------ RECORDS FOR THE EXERCISE

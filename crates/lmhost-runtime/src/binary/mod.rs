//! Server binary provisioning.
//!
//! Resolution order:
//! 1. An executable already installed in the managed `bin` dir (or the home staging dir)
//! 2. A bundled binary for this `<os>-<arch>` copied into place
//! 3. A release asset downloaded (and extracted) into place
//! 4. A system-wide installation
//!
//! Platforms without a published release skip step 3 and report
//! `PlatformUnsupported` when nothing else turns up.
//!
//! Steps 2 and 3 write to the managed `bin` dir, or to the home staging
//! dir when the former is not writable.

mod download;
mod platform;
mod system;

use std::path::{Path, PathBuf};
use std::sync::Arc;

use async_trait::async_trait;
use lmhost_core::paths::ensure_directory;
use lmhost_core::ports::{ExecutableSource, NoopProgress, ProgressReporter};
use lmhost_core::{ProvisionError, RuntimePaths};
use reqwest::Client;
use tokio_util::sync::CancellationToken;
use tracing::{debug, info, warn};

pub use download::{download_to_file, extract_executable};
pub use platform::{AssetFormat, Platform, ReleaseAsset};
pub use system::{default_system_candidates, find_existing};

/// Release download location; asset names are appended.
pub const DEFAULT_DOWNLOAD_BASE_URL: &str = "https://github.com/ollama/ollama/releases/latest/download/";

/// Resolves, installs or downloads the server executable.
pub struct BinaryProvisioner {
    paths: RuntimePaths,
    platform: Platform,
    http: Client,
    download_base_url: String,
    progress: Arc<dyn ProgressReporter>,
    cancel: CancellationToken,
    /// `None` searches the default system locations.
    system_candidates: Option<Vec<PathBuf>>,
}

impl BinaryProvisioner {
    pub fn new(paths: RuntimePaths) -> Self {
        Self {
            paths,
            platform: Platform::current(),
            http: Client::new(),
            download_base_url: DEFAULT_DOWNLOAD_BASE_URL.to_string(),
            progress: Arc::new(NoopProgress),
            cancel: CancellationToken::new(),
            system_candidates: None,
        }
    }

    #[must_use]
    pub fn with_platform(mut self, platform: Platform) -> Self {
        self.platform = platform;
        self
    }

    #[must_use]
    pub fn with_download_base_url(mut self, url: impl Into<String>) -> Self {
        let mut url = url.into();
        if !url.ends_with('/') {
            url.push('/');
        }
        self.download_base_url = url;
        self
    }

    #[must_use]
    pub fn with_progress(mut self, progress: Arc<dyn ProgressReporter>) -> Self {
        self.progress = progress;
        self
    }

    /// Token that aborts an in-flight binary download.
    #[must_use]
    pub fn with_cancellation(mut self, cancel: CancellationToken) -> Self {
        self.cancel = cancel;
        self
    }

    /// Replace the system locations searched as a last resort.
    #[must_use]
    pub fn with_system_candidates(mut self, candidates: Vec<PathBuf>) -> Self {
        self.system_candidates = Some(candidates);
        self
    }

    pub const fn platform(&self) -> &Platform {
        &self.platform
    }

    /// Resolve the executable, installing it if needed.
    pub async fn provision(&self) -> Result<PathBuf, ProvisionError> {
        let exe = self.platform.executable_name();

        for installed in [self.paths.bin_dir().join(exe), self.paths.staging_bin_dir().join(exe)] {
            if installed.is_file() {
                debug!(path = %installed.display(), "Server binary already installed");
                make_executable(&installed)?;
                return Ok(installed);
            }
        }

        if !self.platform.is_supported() {
            warn!(platform = %self.platform, "No server binary published for this platform");
            return self.provision_unpublished(exe).await;
        }

        match self.install(exe).await {
            Ok(path) => {
                info!(path = %path.display(), "Server binary installed");
                Ok(path)
            }
            Err(e) if e.is_cancelled() => Err(e),
            Err(e) => {
                warn!(error = %e, "Managed install failed, searching system locations");
                let searched = self.system_candidates();
                find_existing(&searched).ok_or_else(|| ProvisionError::ExecutableNotFound {
                    searched,
                    cause: Some(Box::new(e)),
                })
            }
        }
    }

    /// No release asset to download: a bundled binary, then a system install.
    async fn provision_unpublished(&self, exe: &str) -> Result<PathBuf, ProvisionError> {
        let bundled = self.bundled_path(exe);
        if bundled.is_file() {
            match self.install_bundled(&bundled, exe).await {
                Ok(path) => return Ok(path),
                Err(e) => warn!(error = %e, "Bundled server binary could not be installed"),
            }
        }

        self.search_system().ok_or_else(|| ProvisionError::PlatformUnsupported {
            os: self.platform.os.clone(),
            arch: self.platform.arch.clone(),
        })
    }

    fn bundled_path(&self, exe: &str) -> PathBuf {
        self.paths
            .bundled_bin_dir()
            .join(self.platform.bundle_key())
            .join(exe)
    }

    fn system_candidates(&self) -> Vec<PathBuf> {
        self.system_candidates
            .clone()
            .unwrap_or_else(|| default_system_candidates(&self.platform))
    }

    fn search_system(&self) -> Option<PathBuf> {
        let found = find_existing(&self.system_candidates());
        if let Some(ref path) = found {
            info!(path = %path.display(), "Using system server installation");
        }
        found
    }

    async fn install(&self, exe: &str) -> Result<PathBuf, ProvisionError> {
        let bundled = self.bundled_path(exe);
        if bundled.is_file() {
            return self.install_bundled(&bundled, exe).await;
        }

        debug!(path = %bundled.display(), "No bundled binary, downloading");
        let dest = self.writable_bin_dir()?.join(exe);
        self.install_download(&dest).await?;
        make_executable(&dest)?;
        Ok(dest)
    }

    /// Copy into the managed dir, retrying in the staging dir if that copy fails.
    async fn install_bundled(&self, bundled: &Path, exe: &str) -> Result<PathBuf, ProvisionError> {
        let mut last_error = None;

        for dir in [self.paths.bin_dir(), self.paths.staging_bin_dir()] {
            if let Err(e) = prepare_dir(&dir) {
                debug!(dir = %dir.display(), error = %e, "Skipping unwritable bin directory");
                last_error = Some(e);
                continue;
            }
            let dest = dir.join(exe);
            match tokio::fs::copy(bundled, &dest).await {
                Ok(_) => {
                    info!(from = %bundled.display(), to = %dest.display(), "Copied bundled server binary");
                    make_executable(&dest)?;
                    return Ok(dest);
                }
                Err(e) => {
                    warn!(to = %dest.display(), error = %e, "Failed to copy bundled binary");
                    last_error = Some(ProvisionError::PermissionDenied {
                        path: dest,
                        reason: e.to_string(),
                    });
                }
            }
        }

        Err(last_error.unwrap_or_else(|| ProvisionError::PermissionDenied {
            path: self.paths.staging_bin_dir(),
            reason: "no writable bin directory".to_string(),
        }))
    }

    fn writable_bin_dir(&self) -> Result<PathBuf, ProvisionError> {
        let primary = self.paths.bin_dir();
        match prepare_dir(&primary) {
            Ok(()) => Ok(primary),
            Err(e) => {
                warn!(dir = %primary.display(), error = %e, "Falling back to staging directory");
                let staging = self.paths.staging_bin_dir();
                prepare_dir(&staging)?;
                Ok(staging)
            }
        }
    }

    async fn install_download(&self, dest: &Path) -> Result<(), ProvisionError> {
        let asset = self
            .platform
            .release_asset()
            .ok_or_else(|| ProvisionError::PlatformUnsupported {
                os: self.platform.os.clone(),
                arch: self.platform.arch.clone(),
            })?;

        let download_dir = self.paths.download_dir();
        prepare_dir(&download_dir)?;
        let part = download_dir.join(format!("{}.part", asset.name));
        let url = format!("{}{}", self.download_base_url, asset.name);

        let result = self.download_and_extract(&url, &part, asset, dest).await;
        if let Err(e) = tokio::fs::remove_file(&part).await {
            debug!(path = %part.display(), error = %e, "Download file already removed");
        }
        if result.is_err() {
            let _ = tokio::fs::remove_file(dest).await;
            self.progress.finish_with_error("Server binary download failed");
        }
        result
    }

    async fn download_and_extract(
        &self,
        url: &str,
        part: &Path,
        asset: ReleaseAsset,
        dest: &Path,
    ) -> Result<(), ProvisionError> {
        download_to_file(&self.http, url, part, self.progress.as_ref(), &self.cancel).await?;

        self.progress.report("Extracting server binary", None);
        let (part, dest_owned) = (part.to_path_buf(), dest.to_path_buf());
        let exe = self.platform.executable_name();
        tokio::task::spawn_blocking(move || extract_executable(&part, asset.format, exe, &dest_owned))
            .await
            .map_err(|e| ProvisionError::Io {
                path: dest.to_path_buf(),
                message: format!("extraction task failed: {e}"),
            })??;

        self.progress.finish("Server binary ready");
        Ok(())
    }
}

#[async_trait]
impl ExecutableSource for BinaryProvisioner {
    async fn resolve(&self) -> Result<PathBuf, ProvisionError> {
        self.provision().await
    }
}

fn prepare_dir(dir: &Path) -> Result<(), ProvisionError> {
    ensure_directory(dir).map_err(|e| ProvisionError::PermissionDenied {
            path: dir.to_path_buf(),
            reason: e.to_string(),
        })
}

/// Set `0o755` on Unix; nothing to do elsewhere.
fn make_executable(path: &Path) -> Result<(), ProvisionError> {
    #[cfg(unix)]
    {
        use std::os::unix::fs::PermissionsExt;
        let mut perms = std::fs::metadata(path)
            .map_err(|e| ProvisionError::io(path, &e))?
            .permissions();
        if perms.mode() & 0o111 != 0o111 {
            perms.set_mode(0o755);
            std::fs::set_permissions(path, perms).map_err(|e| ProvisionError::io(path, &e))?;
        }
    }
    #[cfg(not(unix))]
    let _ = path;
    Ok(())
}

#[cfg(test)]
mod tests {
    use super::*;
    use tempfile::TempDir;

    #[tokio::test]
    async fn test_unsupported_platform_without_system_install() {
        let tmp = TempDir::new().unwrap();
        let provisioner = BinaryProvisioner::new(RuntimePaths::rooted(tmp.path()))
            .with_platform(Platform::new("plan9", "mips"))
            .with_system_candidates(vec![]);

        let err = provisioner.provision().await.unwrap_err();
        assert_eq!(
            err,
            ProvisionError::PlatformUnsupported {
                os: "plan9".into(),
                arch: "mips".into()
            }
        );
    }

    #[tokio::test]
    async fn test_unsupported_platform_uses_system_install() {
        let tmp = TempDir::new().unwrap();
        let system = tmp.path().join("usr-bin-ollama");
        std::fs::write(&system, "").unwrap();
        let provisioner = BinaryProvisioner::new(RuntimePaths::rooted(tmp.path()))
            .with_platform(Platform::new("plan9", "mips"))
            .with_system_candidates(vec![system.clone()]);

        assert_eq!(provisioner.provision().await.unwrap(), system);
    }

    #[tokio::test]
    async fn test_unsupported_platform_reuses_installed_binary() {
        let tmp = TempDir::new().unwrap();
        let paths = RuntimePaths::rooted(tmp.path());
        std::fs::create_dir_all(paths.bin_dir()).unwrap();
        std::fs::write(paths.bin_dir().join("ollama"), "").unwrap();
        let provisioner = BinaryProvisioner::new(paths.clone())
            .with_platform(Platform::new("plan9", "mips"))
            .with_system_candidates(vec![]);

        assert_eq!(provisioner.provision().await.unwrap(), paths.bin_dir().join("ollama"));
    }

    #[tokio::test]
    async fn test_unsupported_platform_copies_bundled_binary() {
        let tmp = TempDir::new().unwrap();
        let paths = RuntimePaths::rooted(tmp.path());
        let bundle = paths.bundled_bin_dir().join("plan9-mips");
        std::fs::create_dir_all(&bundle).unwrap();
        std::fs::write(bundle.join("ollama"), "#!/bin/sh\n").unwrap();
        let provisioner = BinaryProvisioner::new(paths.clone())
            .with_platform(Platform::new("plan9", "mips"))
            .with_system_candidates(vec![]);

        let installed = provisioner.provision().await.unwrap();
        assert_eq!(installed, paths.bin_dir().join("ollama"));
        assert_eq!(std::fs::read_to_string(&installed).unwrap(), "#!/bin/sh\n");
    }

    #[tokio::test]
    async fn test_cancelled_token_stops_download() {
        let tmp = TempDir::new().unwrap();
        let cancel = CancellationToken::new();
        cancel.cancel();
        let provisioner = BinaryProvisioner::new(RuntimePaths::rooted(tmp.path()))
            .with_platform(Platform::new("linux", "x86_64"))
            .with_download_base_url("http://127.0.0.1:9/releases")
            .with_system_candidates(vec![])
            .with_cancellation(cancel);

        assert_eq!(provisioner.provision().await.unwrap_err(), ProvisionError::DownloadCancelled);
        assert!(!RuntimePaths::rooted(tmp.path()).bin_dir().join("ollama").exists());
    }

    #[test]
    fn test_base_url_gets_trailing_slash() {
        let provisioner = BinaryProvisioner::new(RuntimePaths::rooted(Path::new("/tmp/x")))
            .with_download_base_url("http://127.0.0.1:9/releases");
        assert_eq!(provisioner.download_base_url, "http://127.0.0.1:9/releases/");
    }

    #[cfg(unix)]
    #[test]
    fn test_make_executable_sets_mode() {
        use std::os::unix::fs::PermissionsExt;
        let tmp = TempDir::new().unwrap();
        let file = tmp.path().join("ollama");
        std::fs::write(&file, "").unwrap();
        std::fs::set_permissions(&file, std::fs::Permissions::from_mode(0o644)).unwrap();

        make_executable(&file).unwrap();
        let mode = std::fs::metadata(&file).unwrap().permissions().mode();
        assert_eq!(mode & 0o777, 0o755);
    }
}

------------

Lines that contain "locations" are to be copied from the records above.

    /// `None` searches the default system locations.
    /// Replace the system locations searched as a last resort.
                warn!(error = %e, "Managed install failed, searching system locations");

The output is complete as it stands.